(Dataset entries)
= Beginning of Section =

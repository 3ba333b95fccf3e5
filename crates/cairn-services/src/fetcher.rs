//! Remote fetcher — pulls dependency keys from peer workers.
//!
//! For every key that is not already in the local store, a `getitem` goes to
//! the first candidate peer from a short-lived endpoint of its own, and the
//! caller waits for the answer. Keys are fetched concurrently. Values that
//! arrive are merged into the store in one batch; a key whose fetch failed is
//! never written.

use std::sync::atomic::{AtomicU64, Ordering};
use std::sync::Arc;
use std::time::Duration;

use futures::future::join_all;
use serde_json::Value;

use cairn_core::codec::CodecError;
use cairn_core::message::{ErrorKind, GetitemReply, GetitemRequest, Locations, RemoteError};
use cairn_core::wire::{Address, Function, Header};

use crate::data_store::DataStore;
use crate::transport::{Transport, TransportError};

#[derive(Debug, thiserror::Error)]
pub enum FetchError {
    #[error("no candidate peers for {key}")]
    NoCandidates { key: String },

    #[error("{peer} answered {key} with an error: {error}")]
    Remote {
        key: String,
        peer: Address,
        error: RemoteError,
    },

    #[error("failed to reach {peer} for {key}: {source}")]
    Transport {
        key: String,
        peer: Address,
        #[source]
        source: TransportError,
    },

    #[error("malformed reply from {peer} for {key}: {source}")]
    Codec {
        key: String,
        peer: Address,
        #[source]
        source: CodecError,
    },

    #[error("{peer} did not answer for {key} within {timeout:?}")]
    TimedOut {
        key: String,
        peer: Address,
        timeout: Duration,
    },
}

impl FetchError {
    pub fn key(&self) -> &str {
        match self {
            FetchError::NoCandidates { key }
            | FetchError::Remote { key, .. }
            | FetchError::Transport { key, .. }
            | FetchError::Codec { key, .. }
            | FetchError::TimedOut { key, .. } => key,
        }
    }

    /// The error a compute reply should carry: the peer's own error when it
    /// sent one, a `fetch_failed` description otherwise.
    pub fn into_remote(self) -> RemoteError {
        match self {
            FetchError::Remote { error, .. } => error,
            other => RemoteError::new(ErrorKind::FetchFailed, other.to_string()),
        }
    }
}

#[derive(Clone)]
pub struct RemoteFetcher {
    transport: Arc<dyn Transport>,
    store: DataStore,
    timeout: Option<Duration>,
    next_jobid: Arc<AtomicU64>,
}

impl RemoteFetcher {
    /// `timeout` bounds each peer request; `None` waits indefinitely.
    pub fn new(transport: Arc<dyn Transport>, store: DataStore, timeout: Option<Duration>) -> Self {
        Self {
            transport,
            store,
            timeout,
            next_jobid: Arc::new(AtomicU64::new(1)),
        }
    }

    /// Fetch every key in `locations` that is not stored locally.
    ///
    /// Returns how many keys were fetched. On failure, keys that did arrive
    /// are still merged and the first failure is returned.
    pub async fn collect(&self, locations: &Locations) -> Result<usize, FetchError> {
        let missing = self.store.missing(locations.keys().map(String::as_str));
        if missing.is_empty() {
            return Ok(0);
        }

        let fetches = missing.iter().map(|key| {
            let candidates = locations.get(*key).map(Vec::as_slice).unwrap_or_default();
            self.fetch_one(key, candidates)
        });
        let results = join_all(fetches).await;

        let mut fetched = Vec::with_capacity(results.len());
        let mut first_error = None;
        for result in results {
            match result {
                Ok(pair) => fetched.push(pair),
                Err(e) => {
                    tracing::warn!(key = e.key(), error = %e, "remote fetch failed");
                    first_error.get_or_insert(e);
                }
            }
        }

        let count = fetched.len();
        self.store.merge(fetched);
        tracing::debug!(fetched = count, requested = missing.len(), "collect finished");

        match first_error {
            Some(e) => Err(e),
            None => Ok(count),
        }
    }

    async fn fetch_one(&self, key: &str, candidates: &[Address]) -> Result<(String, Value), FetchError> {
        let peer = candidates.first().ok_or_else(|| FetchError::NoCandidates {
            key: key.to_string(),
        })?;
        let transport_err = |source| FetchError::Transport {
            key: key.to_string(),
            peer: peer.clone(),
            source,
        };
        let codec_err = |source| FetchError::Codec {
            key: key.to_string(),
            peer: peer.clone(),
            source,
        };

        let mut endpoint = self.transport.bind().await.map_err(transport_err)?;
        let jobid = self.next_jobid.fetch_add(1, Ordering::Relaxed);
        let header = Header::new(Function::Getitem)
            .with_jobid(Some(jobid))
            .with_address(endpoint.address().clone());
        let request = GetitemRequest {
            key: key.to_string(),
            queue: Value::String(key.to_string()),
        };
        let header_bytes = header.encode().map_err(codec_err)?;
        let payload = header.payload_codec().encode(&request).map_err(codec_err)?;

        tracing::trace!(%key, %peer, jobid, "requesting remote key");
        endpoint
            .send(peer, header_bytes, payload)
            .await
            .map_err(transport_err)?;

        let frame = match self.timeout {
            Some(timeout) => tokio::time::timeout(timeout, endpoint.recv())
                .await
                .map_err(|_| FetchError::TimedOut {
                    key: key.to_string(),
                    peer: peer.clone(),
                    timeout,
                })?,
            None => endpoint.recv().await,
        }
        .map_err(transport_err)?;

        let reply_header = Header::decode(&frame.header).map_err(codec_err)?;
        let codec = reply_header.payload_codec();
        let remote = |error| FetchError::Remote {
            key: key.to_string(),
            peer: peer.clone(),
            error,
        };

        if reply_header.function == Function::Error {
            let error: RemoteError = codec.decode(&frame.payload).map_err(codec_err)?;
            return Err(remote(error));
        }

        let reply: GetitemReply = codec.decode(&frame.payload).map_err(codec_err)?;
        match reply.value {
            Ok(value) if reply_header.status.is_ok() => Ok((key.to_string(), value)),
            Ok(_) => Err(remote(RemoteError::new(
                ErrorKind::FetchFailed,
                "peer flagged the reply as failed",
            ))),
            Err(error) => Err(remote(error)),
        }
    }
}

= End of Section =

- **Task description**:
Each entry is to be written out exactly as it was given.

- **Answer to this problem**:
repository 3ba333b95fccf3e5
filename crates/cairn-services/src/fetcher.rs
//! Remote fetcher — pulls dependency keys from peer workers.
//!
//! For every key that is not already in the local store, a `getitem` goes to
//! the first candidate peer from a short-lived endpoint of its own, and the
//! caller waits for the answer. Keys are fetched concurrently. Values that
//! arrive are merged into the store in one batch; a key whose fetch failed is
//! never written.

use std::sync::atomic::{AtomicU64, Ordering};
use std::sync::Arc;
use std::time::Duration;

use futures::future::join_all;
use serde_json::Value;

use cairn_core::codec::CodecError;
use cairn_core::message::{ErrorKind, GetitemReply, GetitemRequest, Locations, RemoteError};
use cairn_core::wire::{Address, Function, Header};

use crate::data_store::DataStore;
use crate::transport::{Transport, TransportError};

#[derive(Debug, thiserror::Error)]
pub enum FetchError {
    #[error("no candidate peers for {key}")]
    NoCandidates { key: String },

    #[error("{peer} answered {key} with an error: {error}")]
    Remote {
        key: String,
        peer: Address,
        error: RemoteError,
    },

    #[error("failed to reach {peer} for {key}: {source}")]
    Transport {
        key: String,
        peer: Address,
        #[source]
        source: TransportError,
    },

    #[error("malformed reply from {peer} for {key}: {source}")]
    Codec {
        key: String,
        peer: Address,
        #[source]
        source: CodecError,
    },

    #[error("{peer} did not answer for {key} within {timeout:?}")]
    TimedOut {
        key: String,
        peer: Address,
        timeout: Duration,
    },
}

impl FetchError {
    pub fn key(&self) -> &str {
        match self {
            FetchError::NoCandidates { key }
            | FetchError::Remote { key, .. }
            | FetchError::Transport { key, .. }
            | FetchError::Codec { key, .. }
            | FetchError::TimedOut { key, .. } => key,
        }
    }

    /// The error a compute reply should carry: the peer's own error when it
    /// sent one, a `fetch_failed` description otherwise.
    pub fn into_remote(self) -> RemoteError {
        match self {
            FetchError::Remote { error, .. } => error,
            other => RemoteError::new(ErrorKind::FetchFailed, other.to_string()),
        }
    }
}

#[derive(Clone)]
pub struct RemoteFetcher {
    transport: Arc<dyn Transport>,
    store: DataStore,
    timeout: Option<Duration>,
    next_jobid: Arc<AtomicU64>,
}

impl RemoteFetcher {
    /// `timeout` bounds each peer request; `None` waits indefinitely.
    pub fn new(transport: Arc<dyn Transport>, store: DataStore, timeout: Option<Duration>) -> Self {
        Self {
            transport,
            store,
            timeout,
            next_jobid: Arc::new(AtomicU64::new(1)),
        }
    }

    /// Fetch every key in `locations` that is not stored locally.
    ///
    /// Returns how many keys were fetched. On failure, keys that did arrive
    /// are still merged and the first failure is returned.
    pub async fn collect(&self, locations: &Locations) -> Result<usize, FetchError> {
        let missing = self.store.missing(locations.keys().map(String::as_str));
        if missing.is_empty() {
            return Ok(0);
        }

        let fetches = missing.iter().map(|key| {
            let candidates = locations.get(*key).map(Vec::as_slice).unwrap_or_default();
            self.fetch_one(key, candidates)
        });
        let results = join_all(fetches).await;

        let mut fetched = Vec::with_capacity(results.len());
        let mut first_error = None;
        for result in results {
            match result {
                Ok(pair) => fetched.push(pair),
                Err(e) => {
                    tracing::warn!(key = e.key(), error = %e, "remote fetch failed");
                    first_error.get_or_insert(e);
                }
            }
        }

        let count = fetched.len();
        self.store.merge(fetched);
        tracing::debug!(fetched = count, requested = missing.len(), "collect finished");

        match first_error {
            Some(e) => Err(e),
            None => Ok(count),
        }
    }

    async fn fetch_one(&self, key: &str, candidates: &[Address]) -> Result<(String, Value), FetchError> {
        let peer = candidates.first().ok_or_else(|| FetchError::NoCandidates {
            key: key.to_string(),
        })?;
        let transport_err = |source| FetchError::Transport {
            key: key.to_string(),
            peer: peer.clone(),
            source,
        };
        let codec_err = |source| FetchError::Codec {
            key: key.to_string(),
            peer: peer.clone(),
            source,
        };

        let mut endpoint = self.transport.bind().await.map_err(transport_err)?;
        let jobid = self.next_jobid.fetch_add(1, Ordering::Relaxed);
        let header = Header::new(Function::Getitem)
            .with_jobid(Some(jobid))
            .with_address(endpoint.address().clone());
        let request = GetitemRequest {
            key: key.to_string(),
            queue: Value::String(key.to_string()),
        };
        let header_bytes = header.encode().map_err(codec_err)?;
        let payload = header.payload_codec().encode(&request).map_err(codec_err)?;

        tracing::trace!(%key, %peer, jobid, "requesting remote key");
        endpoint
            .send(peer, header_bytes, payload)
            .await
            .map_err(transport_err)?;

        let frame = match self.timeout {
            Some(timeout) => tokio::time::timeout(timeout, endpoint.recv())
                .await
                .map_err(|_| FetchError::TimedOut {
                    key: key.to_string(),
                    peer: peer.clone(),
                    timeout,
                })?,
            None => endpoint.recv().await,
        }
        .map_err(transport_err)?;

        let reply_header = Header::decode(&frame.header).map_err(codec_err)?;
        let codec = reply_header.payload_codec();
        let remote = |error| FetchError::Remote {
            key: key.to_string(),
            peer: peer.clone(),
            error,
        };

        if reply_header.function == Function::Error {
            let error: RemoteError = codec.decode(&frame.payload).map_err(codec_err)?;
            return Err(remote(error));
        }

        let reply: GetitemReply = codec.decode(&frame.payload).map_err(codec_err)?;
        match reply.value {
            Ok(value) if reply_header.status.is_ok() => Ok((key.to_string(), value)),
            Ok(_) => Err(remote(RemoteError::new(
                ErrorKind::FetchFailed,
                "peer flagged the reply as failed",
            ))),
            Err(error) => Err(remote(error)),
        }
    }
}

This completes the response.